Gilles Caron
Objectif subjectif
Gilles Caron. Ce nom ne vous dit peut-être rien, mais chacun garde en mémoire le sourire narquois de Daniel Cohn-Bendit narguant un CRS. Selon Henri Cartier-Bresson, ce jeune homme était le photographe le plus doué de sa génération. Disparu à trente ans sur une route du Cambodge, le Parisien laissait derrière lui une oeuvre marquante, en proie au doute et à la remise en question.

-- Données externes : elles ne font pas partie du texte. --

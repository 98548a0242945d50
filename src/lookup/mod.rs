//! Lookup failure taxonomy shared by every query component.
//!
//! Identity resolution, group queries, the issue-tracker client and the
//! package registry client all report failures as [`LookupError`]. The command
//! router renders them verbatim, so no transport error reaches a chat room in
//! raw form.

mod error;

pub use error::{
    AmbiguitySource, LINE_BREAK, LookupError, LookupResult, NotFoundKind, Upstream, UpstreamError,
    UpstreamFailure,
};
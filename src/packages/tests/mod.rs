//! Unit tests for the packages context.

use rstest::rstest;

use crate::packages::domain::PackageAccess;

#[rstest]
fn fresh_access_record_is_unassigned() {
    let access = PackageAccess::new("orphaned");

    assert_eq!(access.package(), "orphaned");
    assert!(access.is_unassigned());
}

#[rstest]
#[case(PackageAccess::new("p").with_owners(["a"]))]
#[case(PackageAccess::new("p").with_admins(["a"]))]
#[case(PackageAccess::new("p").with_committers(["a"]))]
fn any_listed_user_assigns_the_package(#[case] access: PackageAccess) {
    assert!(!access.is_unassigned());
}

À peine cinq ans de carrière, 500 reportages et une mort mystérieuse, Gilles Caron (1939- 1970) est un peu le James Dean des photographes. Cependant, Le Conflit Intérieur évite l’écueil de l’hagiographie et dévoile, en près de 150 clichés, le parcours d’un intime de Don McCullin, ayant vécu tous les grands évènements de son temps – du Swinging London au Biafra, d’Israël à Mai-68, en passant par les émeutes de Derry ou La Nouvelle Vague. Le premier, ce fut les évènements d’Algérie, comme on disait pudiquement. Appelé, puis parachutiste, témoin des violences infligées aux civils, Caron refuse de porter les armes. Est emprisonné. Ce traumatisme explique (en partie) le choix du photojournalisme : être au plus proche, et témoigner. Le parcours présenté, véritable portrait anti-héroïque du photographe, ne fait pas l’impasse sur ses photos plus légères. Brel et Twiggy, Romy et The Beatles, Jane et Serge… Simple job alimentaire ? « Il faisait ses gammes, éclaire le directeur du musée Xavier Canonne. Comme un musicien ayant besoin de répéter. Le retour à la vie « normale » ne devait pas être facile pour lui ».
Narrer l’indicible
Avec un sens du mouvement et du cadrage hors-pair, le photographe (l’artiste ?) compose des images fortes. Lors de l’une de ses premières missions sur le terrain, durant la Guerre des Six-Jours, en 1967, Caron immortalise les visages fatigués, un soldat israélien épuisé, ou ce Palestinien dont le visage est couvert d’un keffieh – on le devine mort, mais nulle trace de sang. Pudibonderie ? Refus du sensationnalisme, surtout. Bien sûr, les images se doivent parfois d’être fortes pour éveiller les consciences, telle cette fillette au napalm, de Nick Hut. Mais Gilles Caron se place souvent à côté, poussant le recul jusqu’à shooter son ami Depardon en train de saisir un enfant mourant. Ainsi, le photographe pose la question du sens et de la morale et de son métier. Qui reste sans réponse.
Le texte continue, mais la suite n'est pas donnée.